Exercise instructions:
Begin with the line containing "for compile-time embedding" and copy every line after it to the end of the entries, exactly, leaving out the lines before it.

··· Records for this exercise ···

//! Food identification and nutrition pipeline
//!
//! Label matching, portion estimation, and per-100g scaling.

pub mod analysis;
pub mod calculator;
pub mod matcher;
pub mod portion;
pub mod table;

pub use analysis::{analyze_observation, MealAnalysis};
pub use calculator::{apply_gi_override, round1, scale_to_portion, GI_OVERRIDE_SCORE_THRESHOLD};
pub use matcher::{match_food, GENERIC_FALLBACKS};
pub use portion::{PortionEstimator, ReferencePortionEstimator, DEFAULT_PORTION_G};
pub use table::FoodTable;
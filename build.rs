//! Build script for DDA
//!
//! Increments build number on each recompilation and embeds build metadata.

use std::fs;
use std::path::Path;

fn main() {
    // Only rerun when src/ files change (not on every cargo build)
    println!("cargo:rerun-if-changed=src");

    // Path to build number file
    let build_number_path = Path::new("build_number.txt");

    // Read current build number or start at 0
    let current_build: u64 = if build_number_path.exists() {
        fs::read_to_string(build_number_path)
            .unwrap_or_else(|_| "0".to_string())
            .trim()
            .parse()
            .unwrap_or(0)
    } else {
        0
    };

    // Increment build number
    let new_build = current_build + 1;

    // Write new build number back to file
    fs::write(build_number_path, new_build.to_string())
        .expect("Failed to write build number file");

    // Get current timestamp
    let now = chrono::Utc::now();
    let timestamp = now.format("%Y-%m-%dT%H:%M:%SZ").to_string();

    // Set environment variables for compile-time embedding
    println!("cargo:rustc-env=DDA_BUILD_NUMBER={}", new_build);
    println!("cargo:rustc-env=DDA_BUILD_TIMESTAMP={}", timestamp);

    // Also output for build log visibility
    println!("cargo:warning=DDA Build #{} at {}", new_build, timestamp);
}
//! Delimiter scanning over raw byte buffers.

/// Line terminator used for segmentation (ASCII line feed).
pub const NEWLINE: u8 = b'\n';

/// Return the offset of every `delimiter` in `buffer`, in ascending order.
///
/// An empty vector means the buffer holds no delimiter at all.
pub fn find_all(buffer: &[u8], delimiter: u8) -> Vec<usize> {
    memchr::memchr_iter(delimiter, buffer).collect()
}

···

Exercise response:
    // Set environment variables for compile-time embedding
    println!("cargo:rustc-env=DDA_BUILD_NUMBER={}", new_build);
    println!("cargo:rustc-env=DDA_BUILD_TIMESTAMP={}", timestamp);

    // Also output for build log visibility
    println!("cargo:warning=DDA Build #{} at {}", new_build, timestamp);
}
//! Delimiter scanning over raw byte buffers.

/// Line terminator used for segmentation (ASCII line feed).
pub const NEWLINE: u8 = b'\n';

/// Return the offset of every `delimiter` in `buffer`, in ascending order.
///
/// An empty vector means the buffer holds no delimiter at all.
pub fn find_all(buffer: &[u8], delimiter: u8) -> Vec<usize> {
    memchr::memchr_iter(delimiter, buffer).collect()
}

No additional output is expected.